Collected data:
________________________________________

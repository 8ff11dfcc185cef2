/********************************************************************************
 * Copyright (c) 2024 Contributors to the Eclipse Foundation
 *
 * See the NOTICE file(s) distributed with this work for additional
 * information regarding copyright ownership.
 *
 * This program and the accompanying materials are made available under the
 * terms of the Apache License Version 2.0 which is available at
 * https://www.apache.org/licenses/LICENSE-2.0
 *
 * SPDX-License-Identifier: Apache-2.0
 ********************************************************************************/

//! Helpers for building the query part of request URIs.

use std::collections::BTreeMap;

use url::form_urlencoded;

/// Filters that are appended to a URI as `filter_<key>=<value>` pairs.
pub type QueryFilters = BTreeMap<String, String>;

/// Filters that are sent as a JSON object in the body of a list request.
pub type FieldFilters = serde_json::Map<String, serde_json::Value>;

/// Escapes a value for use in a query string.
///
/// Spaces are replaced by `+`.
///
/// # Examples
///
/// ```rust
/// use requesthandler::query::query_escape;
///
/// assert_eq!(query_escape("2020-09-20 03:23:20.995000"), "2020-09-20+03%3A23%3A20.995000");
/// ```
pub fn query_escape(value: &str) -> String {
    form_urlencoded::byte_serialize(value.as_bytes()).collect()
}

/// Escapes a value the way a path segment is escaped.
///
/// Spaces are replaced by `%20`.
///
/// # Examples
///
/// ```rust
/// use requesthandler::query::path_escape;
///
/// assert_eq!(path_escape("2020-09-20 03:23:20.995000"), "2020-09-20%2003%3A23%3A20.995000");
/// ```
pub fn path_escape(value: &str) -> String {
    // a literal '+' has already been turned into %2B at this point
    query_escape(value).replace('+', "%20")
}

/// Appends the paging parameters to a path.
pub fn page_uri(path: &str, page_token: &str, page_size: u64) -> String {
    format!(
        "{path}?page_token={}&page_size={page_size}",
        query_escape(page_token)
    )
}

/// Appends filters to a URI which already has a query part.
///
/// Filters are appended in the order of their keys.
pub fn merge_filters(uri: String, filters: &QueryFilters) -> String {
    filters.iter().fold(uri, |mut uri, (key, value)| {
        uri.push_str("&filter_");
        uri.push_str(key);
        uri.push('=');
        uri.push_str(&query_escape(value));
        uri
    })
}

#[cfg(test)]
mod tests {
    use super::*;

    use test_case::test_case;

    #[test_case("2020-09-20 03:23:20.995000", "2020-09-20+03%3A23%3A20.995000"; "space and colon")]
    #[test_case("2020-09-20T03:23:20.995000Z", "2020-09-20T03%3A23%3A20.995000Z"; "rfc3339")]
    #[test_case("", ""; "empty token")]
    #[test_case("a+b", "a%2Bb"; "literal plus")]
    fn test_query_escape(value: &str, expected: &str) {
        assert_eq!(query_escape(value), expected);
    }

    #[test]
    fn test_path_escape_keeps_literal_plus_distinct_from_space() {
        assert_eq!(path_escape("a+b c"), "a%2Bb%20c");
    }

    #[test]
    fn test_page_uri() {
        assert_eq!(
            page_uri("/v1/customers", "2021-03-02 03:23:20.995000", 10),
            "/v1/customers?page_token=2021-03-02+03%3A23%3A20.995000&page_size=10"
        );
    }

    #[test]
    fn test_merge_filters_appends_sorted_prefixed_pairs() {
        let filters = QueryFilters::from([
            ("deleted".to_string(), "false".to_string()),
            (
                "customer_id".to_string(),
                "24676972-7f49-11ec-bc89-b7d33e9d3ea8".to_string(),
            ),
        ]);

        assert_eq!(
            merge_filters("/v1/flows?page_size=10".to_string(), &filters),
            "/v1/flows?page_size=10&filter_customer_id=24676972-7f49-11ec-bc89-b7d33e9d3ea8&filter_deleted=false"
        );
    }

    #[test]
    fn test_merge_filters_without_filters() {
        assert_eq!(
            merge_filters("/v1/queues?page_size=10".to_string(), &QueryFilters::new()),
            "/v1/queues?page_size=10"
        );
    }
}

________________________________________

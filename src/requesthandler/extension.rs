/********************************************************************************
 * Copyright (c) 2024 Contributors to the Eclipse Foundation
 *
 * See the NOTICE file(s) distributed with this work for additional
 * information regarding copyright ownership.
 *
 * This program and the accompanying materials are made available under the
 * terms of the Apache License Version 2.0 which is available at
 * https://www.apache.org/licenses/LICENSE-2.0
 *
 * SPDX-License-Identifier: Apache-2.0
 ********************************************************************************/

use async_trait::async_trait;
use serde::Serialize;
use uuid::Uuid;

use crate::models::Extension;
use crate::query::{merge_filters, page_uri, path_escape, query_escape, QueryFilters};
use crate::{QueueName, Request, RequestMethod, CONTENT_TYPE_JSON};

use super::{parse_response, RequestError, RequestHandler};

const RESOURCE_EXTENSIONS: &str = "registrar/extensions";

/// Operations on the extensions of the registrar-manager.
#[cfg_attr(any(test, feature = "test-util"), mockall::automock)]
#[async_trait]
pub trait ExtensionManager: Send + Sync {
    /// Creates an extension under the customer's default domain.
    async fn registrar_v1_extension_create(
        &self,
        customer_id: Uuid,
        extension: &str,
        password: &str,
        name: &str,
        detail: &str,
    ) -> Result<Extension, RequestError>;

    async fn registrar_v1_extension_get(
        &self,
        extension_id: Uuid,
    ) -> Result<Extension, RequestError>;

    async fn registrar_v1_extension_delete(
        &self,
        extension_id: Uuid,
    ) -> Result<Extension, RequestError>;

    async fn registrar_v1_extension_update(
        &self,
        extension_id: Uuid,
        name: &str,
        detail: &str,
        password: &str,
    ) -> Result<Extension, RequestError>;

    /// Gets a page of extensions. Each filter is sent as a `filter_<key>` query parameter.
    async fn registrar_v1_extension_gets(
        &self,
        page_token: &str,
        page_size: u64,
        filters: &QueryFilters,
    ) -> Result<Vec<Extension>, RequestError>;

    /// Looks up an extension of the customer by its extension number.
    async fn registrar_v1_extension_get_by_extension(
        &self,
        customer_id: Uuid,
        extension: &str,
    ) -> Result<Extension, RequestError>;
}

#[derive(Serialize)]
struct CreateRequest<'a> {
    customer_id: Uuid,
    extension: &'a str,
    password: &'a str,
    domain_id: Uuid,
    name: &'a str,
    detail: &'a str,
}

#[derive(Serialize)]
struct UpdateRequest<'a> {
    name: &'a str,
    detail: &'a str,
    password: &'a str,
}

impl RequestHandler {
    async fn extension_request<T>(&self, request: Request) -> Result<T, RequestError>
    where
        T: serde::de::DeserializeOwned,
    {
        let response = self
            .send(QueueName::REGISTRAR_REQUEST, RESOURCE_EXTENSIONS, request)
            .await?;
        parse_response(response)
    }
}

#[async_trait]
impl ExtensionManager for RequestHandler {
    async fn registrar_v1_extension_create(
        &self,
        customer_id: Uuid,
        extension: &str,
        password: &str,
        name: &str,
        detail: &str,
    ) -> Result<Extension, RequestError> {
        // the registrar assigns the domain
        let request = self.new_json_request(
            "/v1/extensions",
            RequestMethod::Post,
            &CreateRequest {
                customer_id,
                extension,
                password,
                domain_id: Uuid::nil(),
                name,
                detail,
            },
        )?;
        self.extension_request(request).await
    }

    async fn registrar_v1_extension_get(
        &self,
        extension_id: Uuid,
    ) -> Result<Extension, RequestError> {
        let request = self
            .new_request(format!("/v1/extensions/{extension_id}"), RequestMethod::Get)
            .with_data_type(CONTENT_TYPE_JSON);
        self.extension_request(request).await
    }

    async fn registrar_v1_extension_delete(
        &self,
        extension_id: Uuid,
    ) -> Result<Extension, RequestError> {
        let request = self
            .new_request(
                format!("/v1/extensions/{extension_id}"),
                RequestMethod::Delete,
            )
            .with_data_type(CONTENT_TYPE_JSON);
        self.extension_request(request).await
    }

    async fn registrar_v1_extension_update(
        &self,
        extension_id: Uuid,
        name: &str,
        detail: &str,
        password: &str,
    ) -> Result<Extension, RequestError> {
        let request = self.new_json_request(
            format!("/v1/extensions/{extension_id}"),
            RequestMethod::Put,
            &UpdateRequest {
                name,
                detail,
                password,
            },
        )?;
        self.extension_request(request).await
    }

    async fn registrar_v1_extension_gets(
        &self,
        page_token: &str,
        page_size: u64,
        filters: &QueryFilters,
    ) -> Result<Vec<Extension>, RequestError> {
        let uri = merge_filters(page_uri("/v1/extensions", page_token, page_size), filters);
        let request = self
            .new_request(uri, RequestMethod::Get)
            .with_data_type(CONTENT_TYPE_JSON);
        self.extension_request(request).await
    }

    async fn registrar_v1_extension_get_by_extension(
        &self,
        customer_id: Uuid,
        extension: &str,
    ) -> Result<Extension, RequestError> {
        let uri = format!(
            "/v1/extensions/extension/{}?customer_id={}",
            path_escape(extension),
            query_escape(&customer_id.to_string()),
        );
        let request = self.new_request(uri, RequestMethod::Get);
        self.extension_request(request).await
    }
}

________________________________________

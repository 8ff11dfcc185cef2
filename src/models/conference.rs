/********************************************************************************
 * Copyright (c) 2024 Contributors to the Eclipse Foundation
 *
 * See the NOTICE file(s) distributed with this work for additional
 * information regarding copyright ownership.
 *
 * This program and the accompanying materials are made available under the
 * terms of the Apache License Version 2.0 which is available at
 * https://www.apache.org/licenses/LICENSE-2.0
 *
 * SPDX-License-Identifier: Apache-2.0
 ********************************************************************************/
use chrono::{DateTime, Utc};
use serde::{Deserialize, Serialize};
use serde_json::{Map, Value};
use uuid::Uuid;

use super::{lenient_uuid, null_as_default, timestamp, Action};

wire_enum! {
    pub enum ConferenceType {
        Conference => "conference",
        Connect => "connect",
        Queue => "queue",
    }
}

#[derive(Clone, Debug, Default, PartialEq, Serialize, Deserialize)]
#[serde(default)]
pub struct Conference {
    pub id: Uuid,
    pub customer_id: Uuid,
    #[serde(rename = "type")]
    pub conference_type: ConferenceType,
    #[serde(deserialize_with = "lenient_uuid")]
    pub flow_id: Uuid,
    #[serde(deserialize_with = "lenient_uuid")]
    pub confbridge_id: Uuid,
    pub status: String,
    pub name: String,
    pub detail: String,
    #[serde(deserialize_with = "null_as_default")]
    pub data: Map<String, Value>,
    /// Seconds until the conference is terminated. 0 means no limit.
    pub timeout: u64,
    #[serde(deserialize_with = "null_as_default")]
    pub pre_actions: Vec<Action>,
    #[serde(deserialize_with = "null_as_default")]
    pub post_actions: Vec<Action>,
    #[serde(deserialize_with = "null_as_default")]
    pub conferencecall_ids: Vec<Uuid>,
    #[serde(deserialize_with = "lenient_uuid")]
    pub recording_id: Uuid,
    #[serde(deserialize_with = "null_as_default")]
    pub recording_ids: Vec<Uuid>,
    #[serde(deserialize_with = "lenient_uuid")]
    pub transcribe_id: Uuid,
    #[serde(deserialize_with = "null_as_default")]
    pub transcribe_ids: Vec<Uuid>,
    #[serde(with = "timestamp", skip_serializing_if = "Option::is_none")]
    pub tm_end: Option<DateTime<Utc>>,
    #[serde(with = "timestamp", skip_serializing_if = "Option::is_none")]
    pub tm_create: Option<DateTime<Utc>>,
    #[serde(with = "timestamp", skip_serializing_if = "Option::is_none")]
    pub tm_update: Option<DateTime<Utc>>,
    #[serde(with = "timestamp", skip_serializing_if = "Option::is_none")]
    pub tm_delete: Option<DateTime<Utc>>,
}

________________________________________

TASK PROMPT: Return all lines in the entries above that carry the word "false".

TASK OUTPUT:
            ("deleted".to_string(), "false".to_string()),
            "/v1/flows?page_size=10&filter_customer_id=24676972-7f49-11ec-bc89-b7d33e9d3ea8&filter_deleted=false"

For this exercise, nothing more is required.